◆ What the task requires: Look for the word "ConfigBuilder" in the records, and copy each line where it appears.

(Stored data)
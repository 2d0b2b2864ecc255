use std::sync::{Arc, Mutex, MutexGuard};

use bookhub_core::Record;
use bookhub_logging::{bookhub_debug, bookhub_info};
use url::Url;

use crate::{
    decode_page, Extractor, FailureKind, Fetcher, HarvestSource, LibraryExtractor, SourceError,
    SourceErrorKind,
};

pub const PAGE_PARAM: &str = "page";

#[derive(Debug, Default)]
struct LoadedPages {
    html: Vec<String>,
    bytes: usize,
    exhausted: bool,
}

/// A paginated HTML listing treated as one growing page.
///
/// Each `reveal_more` loads the next `?page=N`; the extent is the number of
/// decoded bytes loaded so far. A 404 ends the listing without an error.
pub struct PagedHttpSource {
    url: Url,
    fetcher: Arc<dyn Fetcher>,
    extractor: Arc<dyn Extractor>,
    loaded: Mutex<LoadedPages>,
}

impl PagedHttpSource {
    pub fn new(url: Url, fetcher: Arc<dyn Fetcher>) -> Self {
        Self {
            url,
            fetcher,
            extractor: Arc::new(LibraryExtractor::new()),
            loaded: Mutex::new(LoadedPages::default()),
        }
    }

    pub fn pages_loaded(&self) -> usize {
        self.lock().html.len()
    }

    pub fn is_exhausted(&self) -> bool {
        self.lock().exhausted
    }

    fn page_url(&self, page: usize) -> Url {
        let mut url = self.url.clone();
        url.query_pairs_mut()
            .append_pair(PAGE_PARAM, &page.to_string());
        url
    }

    fn lock(&self) -> MutexGuard<'_, LoadedPages> {
        self.loaded
            .lock()
            .unwrap_or_else(|poisoned| poisoned.into_inner())
    }
}

#[async_trait::async_trait]
impl HarvestSource for PagedHttpSource {
    fn url(&self) -> String {
        self.url.to_string()
    }

    async fn extent(&self) -> Result<f64, SourceError> {
        Ok(self.lock().bytes as f64)
    }

    async fn reveal_more(&self) -> Result<(), SourceError> {
        let next_page = {
            let loaded = self.lock();
            if loaded.exhausted {
                return Ok(());
            }
            loaded.html.len() + 1
        };

        let url = self.page_url(next_page);
        let output = match self.fetcher.fetch(&url).await {
            Ok(output) => output,
            Err(err) if err.kind == FailureKind::HttpStatus(404) => {
                bookhub_info!("listing ends before page {}", next_page);
                self.lock().exhausted = true;
                return Ok(());
            }
            Err(err) => return Err(err.into()),
        };

        let page = decode_page(&output.bytes, output.metadata.content_type.as_deref())
            .map_err(|err| SourceError::new(SourceErrorKind::Decode, err.to_string()))?;
        bookhub_debug!(
            "page {} loaded ({} bytes, {})",
            next_page,
            page.html.len(),
            page.encoding_label
        );

        let mut loaded = self.lock();
        loaded.bytes += page.html.len();
        loaded.html.push(page.html);
        Ok(())
    }

    async fn extract(&self) -> Result<Vec<Record>, SourceError> {
        let pages = self.lock().html.clone();
        let mut records = Vec::new();
        for html in &pages {
            records.extend(self.extractor.extract(html, Some(&self.url)));
        }
        Ok(records)
    }

    async fn scroll_to_start(&self) -> Result<(), SourceError> {
        Ok(())
    }
}
use bookhub_core::{merge, Collection, Record};
use pretty_assertions::assert_eq;

fn book(title: &str, identifier: Option<&str>, image: Option<&str>) -> Record {
    Record::new(
        title,
        identifier.map(ToOwned::to_owned),
        image.map(ToOwned::to_owned),
        None,
    )
    .expect("valid record")
}

fn batch() -> Vec<Record> {
    vec![
        book("Dune", Some("B000000001"), None),
        book("Emma", Some("B000000002"), None),
        book("Untracked", None, Some("https://img.example/u.jpg")),
        book("Dune (dup)", Some("B000000001"), None),
    ]
}

#[test]
fn merging_nothing_is_identity() {
    let base: Collection = batch().into_iter().collect();
    assert_eq!(merge(base.clone(), Vec::new()), base);
}

#[test]
fn merge_is_idempotent_and_monotonic() {
    let base: Collection = vec![book("Old", Some("B000000009"), None)]
        .into_iter()
        .collect();

    let once = merge(base.clone(), batch());
    let twice = merge(once.clone(), batch());

    assert_eq!(twice, once);
    assert!(once.len() >= base.len());
    assert_eq!(once.len(), 4);
}

#[test]
fn first_record_for_a_key_is_kept() {
    let first = merge(
        Collection::new(),
        vec![book("Original", Some("B000000001"), Some("https://img/a.jpg"))],
    );
    let later = merge(
        first,
        vec![book("Richer title", Some("B000000001"), Some("https://img/b.jpg"))],
    );

    assert_eq!(later.len(), 1);
    let kept = later.get(&book("x", Some("B000000001"), None).key()).unwrap();
    assert_eq!(kept.title, "Original");
    assert_eq!(kept.image_url.as_deref(), Some("https://img/a.jpg"));
}

#[test]
fn records_without_identifier_dedupe_on_title_and_image() {
    let collection = merge(
        Collection::new(),
        vec![
            book("Same", None, Some("https://img/1.jpg")),
            book("Same", None, Some("https://img/1.jpg")),
            book("Same", None, Some("https://img/2.jpg")),
            book("Same", None, None),
        ],
    );
    assert_eq!(collection.len(), 3);
}

#[test]
fn absorb_reports_new_records_and_keeps_order() {
    let mut collection = Collection::new();
    assert_eq!(collection.absorb(batch()), 3);
    assert_eq!(collection.absorb(batch()), 0);

    let titles: Vec<_> = collection.iter().map(|r| r.title.as_str()).collect();
    assert_eq!(titles, vec!["Dune", "Emma", "Untracked"]);
}
#![deny(missing_docs)]
//! Shared logging utilities for the BookHub workspace.
//!
//! This crate provides the `bookhub_*` logging macros used across the
//! codebase, a test initializer and the initializer used by the binary.

use std::fs::File;
use std::path::Path;

use log::LevelFilter;
use simplelog::{
    ColorChoice, CombinedLogger, Config, ConfigBuilder, SharedLogger, TermLogger, TerminalMode,
    WriteLogger,
};

/// Logs a trace-level message using the global logging facade.
#[macro_export]
macro_rules! bookhub_trace {
    ($($arg:tt)*) => {{
        log::trace!($($arg)*);
    }};
}

/// Logs a debug-level message using the global logging facade.
#[macro_export]
macro_rules! bookhub_debug {
    ($($arg:tt)*) => {{
        log::debug!($($arg)*);
    }};
}

/// Logs an info-level message using the global logging facade.
#[macro_export]
macro_rules! bookhub_info {
    ($($arg:tt)*) => {{
        log::info!($($arg)*);
    }};
}

/// Logs a warn-level message using the global logging facade.
#[macro_export]
macro_rules! bookhub_warn {
    ($($arg:tt)*) => {{
        log::warn!($($arg)*);
    }};
}

/// Logs an error-level message using the global logging facade.
#[macro_export]
macro_rules! bookhub_error {
    ($($arg:tt)*) => {{
        log::error!($($arg)*);
    }};
}

/// Destination for log output.
#[derive(Debug, Clone, Copy, PartialEq, Eq)]
pub enum LogDestination {
    /// Write to `./bookhub.log` in the current directory.
    File,
    /// Write to the terminal.
    Terminal,
    /// Write to both file and terminal.
    Both,
}

/// File name used for [`LogDestination::File`] and [`LogDestination::Both`].
pub const LOG_FILE_NAME: &str = "bookhub.log";

/// Initializes the global logger for the given destination.
///
/// A file logger that cannot be created is reported on stderr and skipped;
/// the terminal logger is still installed when requested.
pub fn initialize(destination: LogDestination, level: LevelFilter) {
    let config = build_config();

    let mut loggers: Vec<Box<dyn SharedLogger>> = Vec::new();
    if matches!(destination, LogDestination::Terminal | LogDestination::Both) {
        loggers.push(TermLogger::new(
            level,
            config.clone(),
            TerminalMode::Mixed,
            ColorChoice::Auto,
        ));
    }
    if matches!(destination, LogDestination::File | LogDestination::Both) {
        if let Some(file_logger) = create_file_logger(Path::new(LOG_FILE_NAME), level, config) {
            loggers.push(file_logger);
        }
    }
    if loggers.is_empty() {
        return;
    }

    let _ = CombinedLogger::init(loggers);
}

/// Initializes a simple terminal logger for use in tests.
///
/// This safely no-ops if another logger has already been initialized.
pub fn initialize_for_tests() {
    // Use debug level in debug builds, info in release builds.
    let level = if cfg!(debug_assertions) {
        LevelFilter::Debug
    } else {
        LevelFilter::Info
    };

    // Ignore the error if a logger was already set by another test.
    let _ = CombinedLogger::init(vec![TermLogger::new(
        level,
        Config::default(),
        TerminalMode::Mixed,
        ColorChoice::Auto,
    )]);
}

fn build_config() -> Config {
    ConfigBuilder::new()
        .set_time_format_rfc3339()
        .set_target_level(LevelFilter::Error)
        .build()
}

fn create_file_logger(
    path: &Path,
    level: LevelFilter,
    config: Config,
) -> Option<Box<WriteLogger<File>>> {
    match File::create(path) {
        Ok(file) => Some(WriteLogger::new(level, config, file)),
        Err(err) => {
            eprintln!("Warning: Could not create log file at {:?}: {}", path, err);
            None
        }
    }
}
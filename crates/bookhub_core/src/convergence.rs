use std::time::Duration;

use serde::{Deserialize, Serialize};

pub const DEFAULT_MAX_ITERATIONS: u32 = 180;
pub const DEFAULT_IDLE_TOLERANCE: u32 = 12;
pub const DEFAULT_INTERVAL_MS: u64 = 1500;
/// Extent growth below this is treated as sub-pixel jitter.
pub const DEFAULT_EXTENT_EPSILON: f64 = 8.0;

#[derive(Debug, Clone, Copy, PartialEq, Serialize, Deserialize)]
#[serde(default)]
pub struct HarvestSettings {
    pub max_iterations: u32,
    pub idle_tolerance: u32,
    pub interval_ms: u64,
    pub extent_epsilon: f64,
}

impl Default for HarvestSettings {
    fn default() -> Self {
        Self {
            max_iterations: DEFAULT_MAX_ITERATIONS,
            idle_tolerance: DEFAULT_IDLE_TOLERANCE,
            interval_ms: DEFAULT_INTERVAL_MS,
            extent_epsilon: DEFAULT_EXTENT_EPSILON,
        }
    }
}

impl HarvestSettings {
    /// Settle time between revealing more content and re-extracting.
    pub fn interval(&self) -> Duration {
        Duration::from_millis(self.interval_ms)
    }
}

/// What a single harvesting step observed.
#[derive(Debug, Clone, Copy, PartialEq, Eq, Default)]
pub struct StepOutcome {
    pub collection_changed: bool,
    pub extent_grew: bool,
}

impl StepOutcome {
    pub fn measure(
        records_before: usize,
        records_after: usize,
        extent_before: f64,
        extent_after: f64,
        epsilon: f64,
    ) -> Self {
        Self {
            collection_changed: records_after > records_before,
            extent_grew: extent_after > extent_before + epsilon,
        }
    }

    pub fn has_progress(&self) -> bool {
        self.collection_changed || self.extent_grew
    }
}

#[derive(Debug, Clone, Copy, PartialEq, Eq)]
pub struct Progress {
    pub iteration: u32,
    pub total_records: usize,
    pub idle_rounds: u32,
}

#[derive(Debug, Clone, Copy, PartialEq, Eq)]
pub enum Verdict {
    Continue,
    /// Idle rounds reached the tolerance.
    Converged,
    /// Iteration cap reached; a success that may be incomplete.
    Capped,
}

/// Iteration and idle-round bookkeeping for the harvest loop.
#[derive(Debug, Clone, PartialEq)]
pub struct ConvergenceTracker {
    max_iterations: u32,
    idle_tolerance: u32,
    iteration: u32,
    idle_rounds: u32,
}

impl ConvergenceTracker {
    pub fn new(settings: &HarvestSettings) -> Self {
        Self {
            max_iterations: settings.max_iterations,
            idle_tolerance: settings.idle_tolerance,
            iteration: 0,
            idle_rounds: 0,
        }
    }

    pub fn iteration(&self) -> u32 {
        self.iteration
    }

    pub fn idle_rounds(&self) -> u32 {
        self.idle_rounds
    }

    /// Index the next step will run as (1-based).
    pub fn next_iteration(&self) -> u32 {
        self.iteration + 1
    }

    /// False once the cap is reached; a zero cap runs no steps at all.
    pub fn can_step(&self) -> bool {
        self.iteration < self.max_iterations
    }

    pub fn record(&mut self, outcome: StepOutcome) -> Verdict {
        self.iteration += 1;
        if outcome.has_progress() {
            self.idle_rounds = 0;
        } else {
            self.idle_rounds += 1;
        }

        if self.idle_rounds >= self.idle_tolerance {
            Verdict::Converged
        } else if self.iteration >= self.max_iterations {
            Verdict::Capped
        } else {
            Verdict::Continue
        }
    }

    pub fn progress(&self, total_records: usize) -> Progress {
        Progress {
            iteration: self.iteration,
            total_records,
            idle_rounds: self.idle_rounds,
        }
    }
}
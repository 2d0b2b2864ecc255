use serde::{Deserialize, Serialize};

use crate::{extract_volume, normalize_title};

#[derive(Debug, Clone, Copy, PartialEq, Eq, Serialize, Deserialize)]
#[serde(rename_all = "snake_case")]
pub enum MetadataSource {
    /// Derived locally from the page.
    Dom,
    /// Confirmed by the remote volumes lookup.
    GoogleBooks,
}

#[derive(Debug, Clone, Copy, PartialEq, Eq, Default, Serialize, Deserialize)]
#[serde(rename_all = "snake_case")]
pub enum OwnershipStatus {
    Unlinked,
    #[default]
    Checking,
    Owned,
    NotOwned,
}

/// Book metadata as shown next to a product page.
#[derive(Debug, Clone, PartialEq, Eq, Serialize, Deserialize)]
#[serde(rename_all = "camelCase")]
pub struct EnrichedRecord {
    pub title: String,
    #[serde(default, skip_serializing_if = "Option::is_none")]
    pub normalized_title: Option<String>,
    #[serde(default, skip_serializing_if = "Option::is_none")]
    pub volume: Option<u32>,
    #[serde(default, skip_serializing_if = "Option::is_none")]
    pub identifier: Option<String>,
    #[serde(default, skip_serializing_if = "Option::is_none")]
    pub image_url: Option<String>,
    pub source: MetadataSource,
    pub ownership_status: OwnershipStatus,
}

impl EnrichedRecord {
    /// Record built from page data alone; what enrichment falls back to.
    pub fn local(
        title: &str,
        identifier: Option<String>,
        image_url: Option<String>,
        ownership_status: OwnershipStatus,
    ) -> Self {
        Self {
            title: title.to_string(),
            normalized_title: Some(normalize_title(title)),
            volume: extract_volume(title),
            identifier,
            image_url,
            source: MetadataSource::Dom,
            ownership_status,
        }
    }

    /// Overlays a remote title/cover onto this record and marks it confirmed.
    pub fn confirmed(self, remote_title: Option<&str>, remote_image: Option<&str>) -> Self {
        let title = remote_title
            .map(str::trim)
            .filter(|t| !t.is_empty())
            .map(ToOwned::to_owned)
            .unwrap_or(self.title);
        let volume = extract_volume(&title).or(self.volume);
        Self {
            normalized_title: Some(normalize_title(&title)),
            volume,
            image_url: remote_image
                .filter(|url| !url.is_empty())
                .map(ToOwned::to_owned)
                .or(self.image_url),
            title,
            source: MetadataSource::GoogleBooks,
            identifier: self.identifier,
            ownership_status: self.ownership_status,
        }
    }
}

◆ Result of this task:
    ColorChoice, CombinedLogger, Config, ConfigBuilder, SharedLogger, TermLogger, TerminalMode,
    ConfigBuilder::new()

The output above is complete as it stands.